Tuesday, January 3, 2017

Real Tips For Dealing With Rosacea Part One: Asking The Doctor

Dr. Marnie Nussbaum

Did you know that over 40 million people, worldwide, are affected by Rosacea? We didn’t either! However, we did know that fringe Team TME member, Laura, was affected by Rosacea and listening to her struggles we understood that this skin disorder brings with it a lot of frustration, confusion and questions. With that, The Makeup Examiner Team turned to Board Certified Dermatologist, Dr. Marnie Nussbaum for some insight and answers.

The Makeup Examiner: It’s our understanding that there are several types of Rosacea. Can you elaborate on this?

Dr. Marnie Nussbaum: Rosacea is most often characterized as redness or bumps on the face. However, there are so many other symptoms that we need to break it down into four subtypes. A person with subtype 1, Erythematotelangietatic rosacea, will have persistent redness, flushing, and visible blood vessels on his or her skin—most often on the face. In subtype 2 cases, Papulopustular rosacea, the skin will be red, swollen, and have bumps similar to acne. Patients with subtype 3, Phymatous rosacea, will experience bumpy and thickened skin. In subtype 4, Ocular rosacea, a person will have red, burning, and noticeably irritated eyes.

Is Rosacea hereditary?

Dr. Nussbaum: Many people who are diagnosed with Rosacea have relatives with similar symptoms, but there are currently no scientific studies that confirm whether or not it is directly linked to genetics.

Is there a demographic that is more prone to Rosacea?

Dr. Nussbaum: Yes, people who have fair skin and blush easily are more prone to Rosacea. This disease is more common in women, but often time’s men who are diagnosed will experience more severe symptoms.

What can cause a Rosacea “flare-up”?

Dr. Nussbaum: Flare-ups can be caused by any number of things and must be identified by the individual. Most often patients will find that stress, the weather, and certain foods will contribute to their triggers.

Are there specific foods that Rosacea suffers should avoid?

Dr. Nussbaum: Depending on the individual there may be certain foods that cause one’s Rosacea to flare-up. A few trigger foods include citrus fruits, avocados, and anything spicy or high in histamine.

Cosmetics would be a logical item to reach for when one is experiencing an issue with Rosacea. Are there particular cosmetic ingredients that Rosacea suffers should stay away from?

Dr. Nussbaum: If a person has Rosacea and must use cosmetics it is best to use products that are fragrance-free. Before making a purchase it’s important to look at the ingredients and test the product on a small area of skin to make sure you don’t have any kind of reaction. However, in all cases with Rosacea it is best to use the least amount of products as possible.

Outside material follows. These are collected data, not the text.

use async_trait::async_trait;

use super::state::UserStreakState;
use crate::shared::{DomainError, UserId};

/// Durable store for per-user streak state.
///
/// `update` is a versioned conditional write: implementations must fail
/// with `DomainError::StaleState` when the stored version no longer
/// matches `state.version()`, and `insert` must map a concurrent
/// first-write collision the same way so callers can re-read and retry.
#[async_trait]
pub trait StreakStateRepository: Send + Sync {
    async fn find_by_user(&self, user_id: &UserId) -> Result<Option<UserStreakState>, DomainError>;

    async fn insert(&self, state: &UserStreakState) -> Result<(), DomainError>;

    async fn update(&self, state: &UserStreakState) -> Result<(), DomainError>;

    /// Page through known user ids for background sweeps.
    async fn list_user_ids(&self, offset: u32, limit: u32) -> Result<Vec<UserId>, DomainError>;
}
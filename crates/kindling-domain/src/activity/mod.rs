use std::str::FromStr;

use serde::{Deserialize, Serialize};

use crate::shared::DomainError;

/// Raw activity event kinds delivered by the messaging collaborators.
#[derive(Debug, Clone, Copy, PartialEq, Eq, Serialize, Deserialize)]
#[serde(rename_all = "SCREAMING_SNAKE_CASE")]
pub enum ActivityType {
    PresenceOpen,
    MessageSent,
    EchoBackSent,
}

impl ActivityType {
    pub fn as_str(&self) -> &'static str {
        match self {
            ActivityType::PresenceOpen => "PRESENCE_OPEN",
            ActivityType::MessageSent => "MESSAGE_SENT",
            ActivityType::EchoBackSent => "ECHO_BACK_SENT",
        }
    }
}

impl FromStr for ActivityType {
    type Err = DomainError;

    fn from_str(s: &str) -> Result<Self, Self::Err> {
        match s {
            "PRESENCE_OPEN" => Ok(ActivityType::PresenceOpen),
            "MESSAGE_SENT" => Ok(ActivityType::MessageSent),
            "ECHO_BACK_SENT" => Ok(ActivityType::EchoBackSent),
            other => Err(DomainError::Validation(format!(
                "Unknown activity type: {}",
                other
            ))),
        }
    }
}

impl std::fmt::Display for ActivityType {
    fn fmt(&self, f: &mut std::fmt::Formatter<'_>) -> std::fmt::Result {
        write!(f, "{}", self.as_str())
    }
}

/// Emotion classification attached to message activities by the
/// sentiment collaborator.
#[derive(Debug, Clone, Copy, PartialEq, Eq, Serialize, Deserialize)]
#[serde(rename_all = "SCREAMING_SNAKE_CASE")]
pub enum Sentiment {
    Positive,
    Neutral,
    Negative,
}

impl Sentiment {
    pub fn is_positive(&self) -> bool {
        matches!(self, Sentiment::Positive)
    }
}

impl FromStr for Sentiment {
    type Err = DomainError;

    fn from_str(s: &str) -> Result<Self, Self::Err> {
        match s {
            "POSITIVE" => Ok(Sentiment::Positive),
            "NEUTRAL" => Ok(Sentiment::Neutral),
            "NEGATIVE" => Ok(Sentiment::Negative),
            other => Err(DomainError::Validation(format!(
                "Unknown sentiment: {}",
                other
            ))),
        }
    }
}

#[cfg(test)]
mod tests {
    use super::*;

    #[test]
    fn test_activity_type_parse_roundtrip() {
        for raw in ["PRESENCE_OPEN", "MESSAGE_SENT", "ECHO_BACK_SENT"] {
            let parsed: ActivityType = raw.parse().expect("known type");
            assert_eq!(parsed.as_str(), raw);
        }
    }

    #[test]
    fn test_unknown_activity_type_is_validation_error() {
        let result = ActivityType::from_str("APP_CLOSED");
        match result {
            Err(DomainError::Validation(msg)) => assert!(msg.contains("APP_CLOSED")),
            _ => panic!("Expected Validation error"),
        }
    }

    #[test]
    fn test_sentiment_positive() {
        assert!(Sentiment::Positive.is_positive());
        assert!(!Sentiment::Neutral.is_positive());
        assert!(!Sentiment::Negative.is_positive());
    }
}
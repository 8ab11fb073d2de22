use std::str::FromStr;

use chrono::NaiveDate;
use serde::{Deserialize, Serialize};

use crate::shared::DomainError;

/// Event kinds a seasonal rule can match.
#[derive(Debug, Clone, Copy, PartialEq, Eq, Hash, Serialize, Deserialize)]
#[serde(rename_all = "SCREAMING_SNAKE_CASE")]
pub enum SeasonalRuleType {
    SendPositive,
    Respond,
    Comeback,
    BalancedDayMultiplier,
}

impl SeasonalRuleType {
    pub fn as_str(&self) -> &'static str {
        match self {
            SeasonalRuleType::SendPositive => "SEND_POSITIVE",
            SeasonalRuleType::Respond => "RESPOND",
            SeasonalRuleType::Comeback => "COMEBACK",
            SeasonalRuleType::BalancedDayMultiplier => "BALANCED_DAY_MULTIPLIER",
        }
    }
}

impl FromStr for SeasonalRuleType {
    type Err = DomainError;

    fn from_str(s: &str) -> Result<Self, Self::Err> {
        match s {
            "SEND_POSITIVE" => Ok(SeasonalRuleType::SendPositive),
            "RESPOND" => Ok(SeasonalRuleType::Respond),
            "COMEBACK" => Ok(SeasonalRuleType::Comeback),
            "BALANCED_DAY_MULTIPLIER" => Ok(SeasonalRuleType::BalancedDayMultiplier),
            other => Err(DomainError::Deserialization(format!(
                "Unknown seasonal rule type: {}",
                other
            ))),
        }
    }
}

impl std::fmt::Display for SeasonalRuleType {
    fn fmt(&self, f: &mut std::fmt::Formatter<'_>) -> std::fmt::Result {
        write!(f, "{}", self.as_str())
    }
}

/// Per-event-type bonus with a hard per-user cap for the season.
#[derive(Debug, Clone, Copy, PartialEq, Eq, Serialize, Deserialize)]
pub struct SeasonalRule {
    pub rule_type: SeasonalRuleType,
    pub bonus_credits: i64,
    pub max_total: u32,
}

/// A named, date-windowed seasonal campaign.
///
/// Ids encode the year (e.g. "VALENTINE_2026"), so a new season's
/// counters start fresh without explicit rollover logic.
#[derive(Debug, Clone, Serialize, Deserialize)]
pub struct SeasonalEventDefinition {
    id: String,
    name: String,
    year: i32,
    start_date: NaiveDate,
    end_date: NaiveDate,
    rules: Vec<SeasonalRule>,
    is_active: bool,
}

impl SeasonalEventDefinition {
    pub fn new(
        id: String,
        name: String,
        year: i32,
        start_date: NaiveDate,
        end_date: NaiveDate,
        rules: Vec<SeasonalRule>,
        is_active: bool,
    ) -> Result<Self, DomainError> {
        if id.trim().is_empty() {
            return Err(DomainError::Validation(
                "Season id cannot be empty".to_string(),
            ));
        }

        if name.trim().is_empty() {
            return Err(DomainError::Validation(
                "Season name cannot be empty".to_string(),
            ));
        }

        if start_date > end_date {
            return Err(DomainError::Validation(format!(
                "Season window is inverted: {} > {}",
                start_date, end_date
            )));
        }

        Ok(Self {
            id,
            name,
            year,
            start_date,
            end_date,
            rules,
            is_active,
        })
    }

    /// Whether this season applies on the given calendar date.
    pub fn is_open_on(&self, date: NaiveDate) -> bool {
        self.is_active && self.start_date <= date && date <= self.end_date
    }

    /// Two active definitions for the same year may not overlap; this is
    /// checked where definitions are created, not by the evaluator.
    pub fn overlaps_window(&self, other: &SeasonalEventDefinition) -> bool {
        self.is_active
            && other.is_active
            && self.year == other.year
            && self.start_date <= other.end_date
            && other.start_date <= self.end_date
    }

    pub fn rules_matching(&self, rule_type: SeasonalRuleType) -> Vec<&SeasonalRule> {
        self.rules
            .iter()
            .filter(|r| r.rule_type == rule_type)
            .collect()
    }

    // Getters
    pub fn id(&self) -> &str {
        &self.id
    }

    pub fn name(&self) -> &str {
        &self.name
    }

    pub fn year(&self) -> i32 {
        self.year
    }

    pub fn start_date(&self) -> NaiveDate {
        self.start_date
    }

    pub fn end_date(&self) -> NaiveDate {
        self.end_date
    }

    pub fn rules(&self) -> &[SeasonalRule] {
        &self.rules
    }

    pub fn is_active(&self) -> bool {
        self.is_active
    }
}

#[cfg(test)]
mod tests {
    use super::*;

    fn day(y: i32, m: u32, d: u32) -> NaiveDate {
        NaiveDate::from_ymd_opt(y, m, d).unwrap()
    }

    fn valentine() -> SeasonalEventDefinition {
        SeasonalEventDefinition::new(
            "VALENTINE_2026".to_string(),
            "Valentine Week".to_string(),
            2026,
            day(2026, 2, 7),
            day(2026, 2, 14),
            vec![SeasonalRule {
                rule_type: SeasonalRuleType::SendPositive,
                bonus_credits: 3,
                max_total: 5,
            }],
            true,
        )
        .expect("valid definition")
    }

    #[test]
    fn test_inverted_window_rejected() {
        let result = SeasonalEventDefinition::new(
            "VALENTINE_2026".to_string(),
            "Valentine Week".to_string(),
            2026,
            day(2026, 2, 14),
            day(2026, 2, 7),
            vec![],
            true,
        );
        assert!(result.is_err());
    }

    #[test]
    fn test_window_is_inclusive_on_both_ends() {
        let season = valentine();

        assert!(season.is_open_on(day(2026, 2, 7)));
        assert!(season.is_open_on(day(2026, 2, 14)));
        assert!(!season.is_open_on(day(2026, 2, 6)));
        assert!(!season.is_open_on(day(2026, 2, 15)));
    }

    #[test]
    fn test_inactive_season_is_closed() {
        let season = SeasonalEventDefinition::new(
            "VALENTINE_2026".to_string(),
            "Valentine Week".to_string(),
            2026,
            day(2026, 2, 7),
            day(2026, 2, 14),
            vec![],
            false,
        )
        .expect("valid definition");

        assert!(!season.is_open_on(day(2026, 2, 10)));
    }

    #[test]
    fn test_overlap_detection() {
        let first = valentine();
        let same_year = SeasonalEventDefinition::new(
            "SPRING_2026".to_string(),
            "Spring Days".to_string(),
            2026,
            day(2026, 2, 12),
            day(2026, 2, 20),
            vec![],
            true,
        )
        .expect("valid definition");
        let disjoint = SeasonalEventDefinition::new(
            "GRATITUDE_2026".to_string(),
            "Gratitude Week".to_string(),
            2026,
            day(2026, 11, 23),
            day(2026, 11, 29),
            vec![],
            true,
        )
        .expect("valid definition");

        assert!(first.overlaps_window(&same_year));
        assert!(!first.overlaps_window(&disjoint));
    }

    #[test]
    fn test_rules_matching_filters_by_type() {
        let season = valentine();

        assert_eq!(
            season.rules_matching(SeasonalRuleType::SendPositive).len(),
            1
        );
        assert!(season.rules_matching(SeasonalRuleType::Comeback).is_empty());
    }

    #[test]
    fn test_rule_type_parse_roundtrip() {
        for raw in [
            "SEND_POSITIVE",
            "RESPOND",
            "COMEBACK",
            "BALANCED_DAY_MULTIPLIER",
        ] {
            let parsed: SeasonalRuleType = raw.parse().expect("known type");
            assert_eq!(parsed.as_str(), raw);
        }
        assert!(SeasonalRuleType::from_str("DOUBLE_XP").is_err());
    }
}
// Infrastructure layer - Technical implementations
// Depends on domain layer, implements its interfaces

pub mod logging;
pub mod notification;
pub mod persistence;
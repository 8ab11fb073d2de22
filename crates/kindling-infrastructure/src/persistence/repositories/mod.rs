mod reward_ledger_repo;
mod season_announcement_repo;
mod season_counter_repo;
mod season_definition_repo;
mod streak_state_repo;

pub use reward_ledger_repo::SqliteRewardLedger;
pub use season_announcement_repo::SqliteSeasonAnnouncementRepository;
pub use season_counter_repo::SqliteSeasonCounterRepository;
pub use season_definition_repo::SqliteSeasonDefinitionRepository;
pub use streak_state_repo::SqliteStreakStateRepository;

Is there a specific skin care regimen that you recommend to get, and keep, Rosacea under control?

Dr. Nussbaum: Absolutely, I recommend using Sebamed’s Liquid Face and Body Wash, which is an ultra-mild 2-in-1 face and body wash that will restore skin's pH balance of 5.5 while it gently cleanses. When you’re ready to rinse off the body wash make sure to use lukewarm water and then pat your skin dry with a soft towel. If you have Rosacea and use extremely hot or cold water, or wipe your skin dry this will most likely cause a lot of irritation. After you’ve finished cleansing wait about 15-30 minutes before applying any topical medication to your skin in order to avoid the stinging or burning sensation.

The Makeup Examiner Team hopes that the answers shed a little light on Rosacea and we recommend that you stop back tomorrow for part deux -- “Real Tips For Dealing With Rosacea Part Two: The Laura Experiment” for an interesting journey into the products that help alleviate symptoms and cosmetics that can see you through a flare up and beyond.

About Dr. Marnie Nussbaum: Dr. Nussbaum graduated with honors and distinction from Cornell University. She attended Weill Cornell Medical College in Manhattan, where she was the recipient of the James Metcalf Polk Award. She also served as President of Alpha Omega Alpha. Dr. Nussbaum completed her internship training in Internal Medicine at Memorial Sloan Kettering Cancer Center, and her residency in Dermatology at Weill Cornell-New York Presbyterian Hospital, where she served as Chief Resident in Dermatology. Among her numerous awards are the Outstanding House Staff Award and the Women in Science Award. Dr. Nussbaum is currently in private practice on the upper east side of New York and is the Chief Medical Spokesperson for Sebamed.

Note: A very special thank to Dr. Nussbaum for taking time from her very busy schedule to share her expertise with TME readers!